== WORKING DATA ==

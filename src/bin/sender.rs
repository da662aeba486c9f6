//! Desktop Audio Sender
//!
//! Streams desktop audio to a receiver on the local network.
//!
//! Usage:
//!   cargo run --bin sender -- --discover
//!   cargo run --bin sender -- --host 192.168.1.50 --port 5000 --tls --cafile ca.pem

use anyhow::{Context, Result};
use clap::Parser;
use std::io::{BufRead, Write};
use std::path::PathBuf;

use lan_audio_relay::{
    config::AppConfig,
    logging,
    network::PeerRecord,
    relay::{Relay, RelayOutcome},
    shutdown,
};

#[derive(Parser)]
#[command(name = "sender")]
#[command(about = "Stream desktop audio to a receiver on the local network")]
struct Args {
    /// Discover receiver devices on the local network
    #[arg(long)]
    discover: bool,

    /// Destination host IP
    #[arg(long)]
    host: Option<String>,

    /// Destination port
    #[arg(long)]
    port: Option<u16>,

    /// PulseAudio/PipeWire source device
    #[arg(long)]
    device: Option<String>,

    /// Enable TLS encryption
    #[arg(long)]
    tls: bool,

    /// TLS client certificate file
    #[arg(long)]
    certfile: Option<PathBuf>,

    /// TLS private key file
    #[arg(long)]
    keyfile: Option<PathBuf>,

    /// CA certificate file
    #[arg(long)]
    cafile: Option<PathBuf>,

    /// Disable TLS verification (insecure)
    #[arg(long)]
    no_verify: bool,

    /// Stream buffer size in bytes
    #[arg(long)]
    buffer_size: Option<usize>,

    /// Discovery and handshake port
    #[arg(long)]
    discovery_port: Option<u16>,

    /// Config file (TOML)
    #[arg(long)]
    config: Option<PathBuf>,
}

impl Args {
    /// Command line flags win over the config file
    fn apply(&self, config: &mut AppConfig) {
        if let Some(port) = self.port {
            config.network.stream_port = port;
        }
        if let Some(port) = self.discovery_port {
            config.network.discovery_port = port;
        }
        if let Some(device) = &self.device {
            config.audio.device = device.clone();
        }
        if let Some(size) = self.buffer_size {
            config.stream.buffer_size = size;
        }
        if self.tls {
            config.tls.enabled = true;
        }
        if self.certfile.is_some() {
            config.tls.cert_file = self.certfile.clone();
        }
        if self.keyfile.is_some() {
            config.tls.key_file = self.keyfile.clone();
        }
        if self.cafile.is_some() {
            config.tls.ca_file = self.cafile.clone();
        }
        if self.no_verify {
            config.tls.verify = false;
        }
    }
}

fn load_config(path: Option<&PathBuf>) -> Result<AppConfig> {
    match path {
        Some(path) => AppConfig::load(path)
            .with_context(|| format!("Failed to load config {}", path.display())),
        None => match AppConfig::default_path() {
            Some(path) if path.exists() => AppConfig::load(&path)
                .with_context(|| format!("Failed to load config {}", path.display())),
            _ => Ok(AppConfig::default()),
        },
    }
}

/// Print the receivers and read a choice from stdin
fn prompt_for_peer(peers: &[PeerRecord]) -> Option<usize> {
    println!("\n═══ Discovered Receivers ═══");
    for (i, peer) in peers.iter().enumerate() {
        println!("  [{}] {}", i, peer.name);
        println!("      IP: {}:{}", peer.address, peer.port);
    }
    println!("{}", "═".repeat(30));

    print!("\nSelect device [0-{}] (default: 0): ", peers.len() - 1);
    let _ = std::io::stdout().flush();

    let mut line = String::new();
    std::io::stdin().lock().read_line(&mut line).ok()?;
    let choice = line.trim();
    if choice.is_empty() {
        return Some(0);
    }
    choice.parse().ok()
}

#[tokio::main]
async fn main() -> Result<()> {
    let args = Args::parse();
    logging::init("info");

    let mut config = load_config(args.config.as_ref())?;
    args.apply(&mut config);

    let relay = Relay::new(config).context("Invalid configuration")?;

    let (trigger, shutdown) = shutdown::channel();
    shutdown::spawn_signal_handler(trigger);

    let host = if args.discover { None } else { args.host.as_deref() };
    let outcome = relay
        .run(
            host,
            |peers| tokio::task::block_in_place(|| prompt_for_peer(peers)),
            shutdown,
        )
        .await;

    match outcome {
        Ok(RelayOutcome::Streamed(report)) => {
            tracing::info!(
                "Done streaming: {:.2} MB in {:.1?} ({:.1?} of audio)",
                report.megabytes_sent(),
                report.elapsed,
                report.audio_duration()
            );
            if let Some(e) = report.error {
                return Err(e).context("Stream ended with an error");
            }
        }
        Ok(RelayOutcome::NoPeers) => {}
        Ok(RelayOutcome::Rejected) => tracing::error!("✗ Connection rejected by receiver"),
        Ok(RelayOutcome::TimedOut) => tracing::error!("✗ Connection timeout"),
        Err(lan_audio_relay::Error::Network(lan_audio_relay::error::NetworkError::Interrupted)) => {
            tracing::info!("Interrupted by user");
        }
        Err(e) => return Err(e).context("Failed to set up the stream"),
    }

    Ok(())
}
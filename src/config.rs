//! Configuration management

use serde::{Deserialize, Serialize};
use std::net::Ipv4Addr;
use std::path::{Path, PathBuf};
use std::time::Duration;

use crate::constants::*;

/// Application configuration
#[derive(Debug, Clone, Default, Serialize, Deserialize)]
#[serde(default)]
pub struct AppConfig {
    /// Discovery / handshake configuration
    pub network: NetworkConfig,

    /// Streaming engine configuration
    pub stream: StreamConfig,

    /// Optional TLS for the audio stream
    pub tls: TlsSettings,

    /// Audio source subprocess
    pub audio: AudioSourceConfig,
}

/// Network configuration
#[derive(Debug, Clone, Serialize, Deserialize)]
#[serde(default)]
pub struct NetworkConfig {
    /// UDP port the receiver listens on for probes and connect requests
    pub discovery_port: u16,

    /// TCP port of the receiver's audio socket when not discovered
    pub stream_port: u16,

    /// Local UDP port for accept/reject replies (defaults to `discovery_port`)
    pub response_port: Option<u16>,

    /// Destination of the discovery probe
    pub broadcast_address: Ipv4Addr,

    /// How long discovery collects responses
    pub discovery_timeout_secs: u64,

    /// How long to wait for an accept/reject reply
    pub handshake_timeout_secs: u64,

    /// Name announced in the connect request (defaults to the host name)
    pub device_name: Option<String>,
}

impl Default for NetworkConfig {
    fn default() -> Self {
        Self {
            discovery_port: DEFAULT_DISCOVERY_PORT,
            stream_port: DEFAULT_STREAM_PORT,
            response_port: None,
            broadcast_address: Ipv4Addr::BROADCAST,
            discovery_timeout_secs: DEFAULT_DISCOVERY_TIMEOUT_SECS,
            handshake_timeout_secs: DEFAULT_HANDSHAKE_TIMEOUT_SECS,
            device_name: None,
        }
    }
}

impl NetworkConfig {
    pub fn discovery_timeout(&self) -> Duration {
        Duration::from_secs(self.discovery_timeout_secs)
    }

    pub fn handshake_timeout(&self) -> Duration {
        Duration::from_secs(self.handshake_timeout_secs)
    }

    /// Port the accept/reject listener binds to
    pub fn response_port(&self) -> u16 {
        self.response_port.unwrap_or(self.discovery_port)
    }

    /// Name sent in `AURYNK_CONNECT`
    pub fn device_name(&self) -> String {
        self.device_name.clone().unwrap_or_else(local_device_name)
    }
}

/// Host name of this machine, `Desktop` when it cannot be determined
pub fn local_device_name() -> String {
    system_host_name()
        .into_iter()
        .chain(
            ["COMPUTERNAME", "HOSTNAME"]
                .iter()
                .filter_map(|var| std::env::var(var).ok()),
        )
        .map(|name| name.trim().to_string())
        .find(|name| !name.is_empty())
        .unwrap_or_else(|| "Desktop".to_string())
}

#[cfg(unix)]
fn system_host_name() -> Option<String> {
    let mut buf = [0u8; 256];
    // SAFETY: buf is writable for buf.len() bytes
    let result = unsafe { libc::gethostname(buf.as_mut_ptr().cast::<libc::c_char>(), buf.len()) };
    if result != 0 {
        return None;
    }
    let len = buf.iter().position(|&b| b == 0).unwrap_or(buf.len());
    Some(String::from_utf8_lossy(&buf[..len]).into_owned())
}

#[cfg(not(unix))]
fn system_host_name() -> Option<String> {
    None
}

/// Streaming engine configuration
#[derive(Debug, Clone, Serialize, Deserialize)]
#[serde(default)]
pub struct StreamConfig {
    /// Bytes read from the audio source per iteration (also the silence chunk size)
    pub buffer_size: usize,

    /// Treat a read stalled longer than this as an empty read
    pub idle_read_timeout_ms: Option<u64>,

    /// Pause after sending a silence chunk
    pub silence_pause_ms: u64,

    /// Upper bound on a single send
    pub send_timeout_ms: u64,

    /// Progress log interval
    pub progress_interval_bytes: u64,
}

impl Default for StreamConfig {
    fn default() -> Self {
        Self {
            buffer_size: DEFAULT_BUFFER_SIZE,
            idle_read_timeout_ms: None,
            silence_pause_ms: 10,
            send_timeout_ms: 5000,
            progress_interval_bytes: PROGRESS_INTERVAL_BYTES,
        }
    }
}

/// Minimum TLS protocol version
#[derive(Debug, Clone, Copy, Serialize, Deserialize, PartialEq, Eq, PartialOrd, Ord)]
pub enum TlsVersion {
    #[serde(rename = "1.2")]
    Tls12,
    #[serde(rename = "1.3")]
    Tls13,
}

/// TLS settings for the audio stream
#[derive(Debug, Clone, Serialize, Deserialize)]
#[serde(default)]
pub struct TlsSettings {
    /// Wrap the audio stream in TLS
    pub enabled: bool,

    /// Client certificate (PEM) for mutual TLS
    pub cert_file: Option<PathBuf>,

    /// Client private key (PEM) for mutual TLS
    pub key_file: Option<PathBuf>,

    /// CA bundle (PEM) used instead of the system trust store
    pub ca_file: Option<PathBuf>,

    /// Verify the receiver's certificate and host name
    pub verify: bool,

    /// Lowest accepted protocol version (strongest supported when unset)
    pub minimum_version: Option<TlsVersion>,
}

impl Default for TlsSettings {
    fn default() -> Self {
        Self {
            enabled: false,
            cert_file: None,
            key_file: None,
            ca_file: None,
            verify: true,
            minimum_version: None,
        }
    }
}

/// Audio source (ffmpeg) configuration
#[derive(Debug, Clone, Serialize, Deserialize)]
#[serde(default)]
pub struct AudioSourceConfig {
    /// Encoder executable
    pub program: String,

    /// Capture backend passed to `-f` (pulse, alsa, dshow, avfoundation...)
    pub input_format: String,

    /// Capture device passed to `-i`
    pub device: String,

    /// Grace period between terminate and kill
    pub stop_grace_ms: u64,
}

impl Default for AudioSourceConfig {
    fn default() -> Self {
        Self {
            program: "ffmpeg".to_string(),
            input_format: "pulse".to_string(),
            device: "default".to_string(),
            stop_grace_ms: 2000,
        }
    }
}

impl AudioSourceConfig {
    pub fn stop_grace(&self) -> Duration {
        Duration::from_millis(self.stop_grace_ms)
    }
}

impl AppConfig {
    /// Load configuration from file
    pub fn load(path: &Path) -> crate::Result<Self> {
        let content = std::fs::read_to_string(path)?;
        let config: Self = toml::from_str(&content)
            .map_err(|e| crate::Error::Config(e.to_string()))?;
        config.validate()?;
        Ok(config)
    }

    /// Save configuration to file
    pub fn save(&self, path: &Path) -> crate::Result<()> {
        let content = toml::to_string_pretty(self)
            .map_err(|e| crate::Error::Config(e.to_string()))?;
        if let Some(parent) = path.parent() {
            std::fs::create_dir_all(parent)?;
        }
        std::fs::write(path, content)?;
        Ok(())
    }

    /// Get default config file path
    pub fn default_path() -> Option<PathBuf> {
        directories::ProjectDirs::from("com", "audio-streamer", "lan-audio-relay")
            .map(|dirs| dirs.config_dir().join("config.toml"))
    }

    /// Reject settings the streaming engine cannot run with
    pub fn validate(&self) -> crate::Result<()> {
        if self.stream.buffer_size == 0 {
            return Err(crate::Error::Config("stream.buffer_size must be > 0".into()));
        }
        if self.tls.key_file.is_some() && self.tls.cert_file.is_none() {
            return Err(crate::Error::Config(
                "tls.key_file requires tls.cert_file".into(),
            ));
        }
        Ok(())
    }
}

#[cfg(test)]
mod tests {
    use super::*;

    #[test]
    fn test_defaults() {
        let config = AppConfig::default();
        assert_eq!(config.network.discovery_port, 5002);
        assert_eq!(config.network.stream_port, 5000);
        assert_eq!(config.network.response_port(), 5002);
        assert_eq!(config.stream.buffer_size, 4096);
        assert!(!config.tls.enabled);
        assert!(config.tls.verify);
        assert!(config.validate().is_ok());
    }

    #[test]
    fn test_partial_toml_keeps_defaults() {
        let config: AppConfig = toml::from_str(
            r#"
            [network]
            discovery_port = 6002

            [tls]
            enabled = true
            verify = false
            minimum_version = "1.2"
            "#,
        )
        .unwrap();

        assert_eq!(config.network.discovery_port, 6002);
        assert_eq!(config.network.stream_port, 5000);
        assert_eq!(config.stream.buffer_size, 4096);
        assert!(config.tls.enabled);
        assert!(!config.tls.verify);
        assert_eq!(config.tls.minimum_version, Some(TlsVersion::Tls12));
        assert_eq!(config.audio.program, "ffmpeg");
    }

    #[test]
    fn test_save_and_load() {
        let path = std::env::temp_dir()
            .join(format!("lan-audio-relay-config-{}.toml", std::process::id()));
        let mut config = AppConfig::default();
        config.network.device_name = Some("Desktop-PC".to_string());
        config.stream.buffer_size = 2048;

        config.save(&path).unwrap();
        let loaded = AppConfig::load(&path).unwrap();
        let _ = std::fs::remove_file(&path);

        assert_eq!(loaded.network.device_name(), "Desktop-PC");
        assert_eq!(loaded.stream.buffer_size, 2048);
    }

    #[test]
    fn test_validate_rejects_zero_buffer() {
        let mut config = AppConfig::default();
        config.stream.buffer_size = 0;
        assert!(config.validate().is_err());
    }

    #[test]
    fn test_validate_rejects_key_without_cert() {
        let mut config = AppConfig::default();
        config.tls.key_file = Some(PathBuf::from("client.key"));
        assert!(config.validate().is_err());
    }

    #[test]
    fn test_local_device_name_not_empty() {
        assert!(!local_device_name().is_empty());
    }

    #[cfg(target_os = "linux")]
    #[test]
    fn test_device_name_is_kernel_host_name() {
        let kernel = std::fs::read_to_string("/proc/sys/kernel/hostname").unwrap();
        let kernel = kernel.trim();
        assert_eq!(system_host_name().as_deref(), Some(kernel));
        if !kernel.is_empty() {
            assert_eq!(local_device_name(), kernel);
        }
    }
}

===

TO DO>
Every line from the first through the one containing "Enable TLS encryption" in the listing above must be given again exactly, with nothing else alongside.

SOLUTION>
filename src/bin/sender.rs
repository da662aeba486c9f6
//! Desktop Audio Sender
//!
//! Streams desktop audio to a receiver on the local network.
//!
//! Usage:
//!   cargo run --bin sender -- --discover
//!   cargo run --bin sender -- --host 192.168.1.50 --port 5000 --tls --cafile ca.pem

use anyhow::{Context, Result};
use clap::Parser;
use std::io::{BufRead, Write};
use std::path::PathBuf;

use lan_audio_relay::{
    config::AppConfig,
    logging,
    network::PeerRecord,
    relay::{Relay, RelayOutcome},
    shutdown,
};

#[derive(Parser)]
#[command(name = "sender")]
#[command(about = "Stream desktop audio to a receiver on the local network")]
struct Args {
    /// Discover receiver devices on the local network
    #[arg(long)]
    discover: bool,

    /// Destination host IP
    #[arg(long)]
    host: Option<String>,

    /// Destination port
    #[arg(long)]
    port: Option<u16>,

    /// PulseAudio/PipeWire source device
    #[arg(long)]
    device: Option<String>,

    /// Enable TLS encryption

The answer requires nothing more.